Now that my sons are grown and I have remarried, formal observance plays a smaller role in my life. On Friday evenings I light the candles and bless the wine, a custom I love. At dinner time, my (non-Jewish) husband and I sing the blessing together over our (non-kosher) food: "Blessed art thou, O Lord our God, King of the Universe, who bringest forth bread from the earth." The Hebrew words are still resonant and meaningful to me, though not in the same way they were to my grandparents, and I don't address them to a divine dispenser of rewards and punishments who bringeth forth dinner only when we behave.

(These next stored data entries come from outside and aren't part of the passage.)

//! Option-button arithmetic puzzles.
//!
//! Operands stay small enough for mental arithmetic: 1–20 for addition and
//! subtraction, 1–10 for multiplication. Subtraction swaps operands so the
//! result is never negative. Three distractors are produced by perturbing the
//! answer; a distractor that lands on zero or collides with another option is
//! bumped to `answer + 11` (and up) so the four displayed options are always
//! pairwise distinct.

use rand::Rng;
use rand::seq::SliceRandom;

pub(crate) struct ArithmeticChallenge {
    pub lhs: i64,
    pub rhs: i64,
    pub op: char,
    pub answer: i64,
    /// Four shuffled options, the answer among them exactly once.
    pub options: Vec<i64>,
}

impl ArithmeticChallenge {
    pub fn question(&self) -> String {
        format!("{} {} {} = ?", self.lhs, self.op, self.rhs)
    }
}

pub(crate) fn generate<R: Rng + ?Sized>(rng: &mut R) -> ArithmeticChallenge {
    let (lhs, rhs, op, answer) = match rng.random_range(0..3) {
        0 => {
            let a = rng.random_range(1..=20);
            let b = rng.random_range(1..=20);
            (a, b, '+', a + b)
        }
        1 => {
            let mut a = rng.random_range(1..=20);
            let mut b = rng.random_range(1..=20);
            if a < b {
                std::mem::swap(&mut a, &mut b);
            }
            (a, b, '-', a - b)
        }
        _ => {
            let a = rng.random_range(1..=10);
            let b = rng.random_range(1..=10);
            (a, b, '*', a * b)
        }
    };

    let raw_distractors = [
        answer + rng.random_range(1..=5),
        answer - rng.random_range(1..=5),
        answer + rng.random_range(6..=10),
    ];

    let mut options = vec![answer];
    for distractor in raw_distractors {
        let mut value = distractor;
        if value == 0 || options.contains(&value) {
            value = answer + 11;
            while options.contains(&value) {
                value += 1;
            }
        }
        options.push(value);
    }
    options.shuffle(rng);

    ArithmeticChallenge {
        lhs,
        rhs,
        op,
        answer,
        options,
    }
}

#[cfg(test)]
mod tests {
    use super::*;

    #[test]
    fn options_are_pairwise_distinct_and_contain_the_answer_once() {
        let mut rng = rand::rng();
        for _ in 0..500 {
            let challenge = generate(&mut rng);
            assert_eq!(challenge.options.len(), 4);

            let hits = challenge
                .options
                .iter()
                .filter(|&&o| o == challenge.answer)
                .count();
            assert_eq!(hits, 1, "answer must appear exactly once");

            for i in 0..4 {
                for j in (i + 1)..4 {
                    assert_ne!(
                        challenge.options[i], challenge.options[j],
                        "duplicate option in {:?}",
                        challenge.options
                    );
                }
            }
        }
    }

    #[test]
    fn zero_never_appears_unless_it_is_the_answer() {
        let mut rng = rand::rng();
        for _ in 0..500 {
            let challenge = generate(&mut rng);
            if challenge.answer != 0 {
                assert!(!challenge.options.contains(&0), "{:?}", challenge.options);
            }
        }
    }

    #[test]
    fn subtraction_never_goes_negative() {
        let mut rng = rand::rng();
        for _ in 0..500 {
            let challenge = generate(&mut rng);
            assert!(challenge.answer >= 0);
            if challenge.op == '-' {
                assert!(challenge.lhs >= challenge.rhs);
            }
        }
    }

    #[test]
    fn multiplication_keeps_operands_small() {
        let mut rng = rand::rng();
        for _ in 0..500 {
            let challenge = generate(&mut rng);
            if challenge.op == '*' {
                assert!((1..=10).contains(&challenge.lhs));
                assert!((1..=10).contains(&challenge.rhs));
            }
        }
    }

    #[test]
    fn question_renders_the_operands() {
        let mut rng = rand::rng();
        let challenge = generate(&mut rng);
        let question = challenge.question();
        assert!(question.contains(&challenge.lhs.to_string()));
        assert!(question.ends_with("= ?"));
    }
}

The Jewish world I inhabit is a verbal culture in which languages and texts are at the center. The principal text—in my teaching, my scholarly work, my translations from Yiddish and Hebrew, and my own poetry—has been the Bible. For many years I taught a course on the Bible at Mills College, presenting it as an anthology of works composed over more than a millennium. Does it contradict itself? Very well: it is large, it contains multitudes. What could be more unorthodox, more subversive, than the Book of Job, Ecclesiastes, or the Song of Songs? Yet these were included in the canon of Scripture. I am stirred by the biblical call for social justice, the vision of a transformed humanity; I can explain (without explaining away) the anthropocentrism, patriarchalism, and tribalism as vestiges of an earlier age.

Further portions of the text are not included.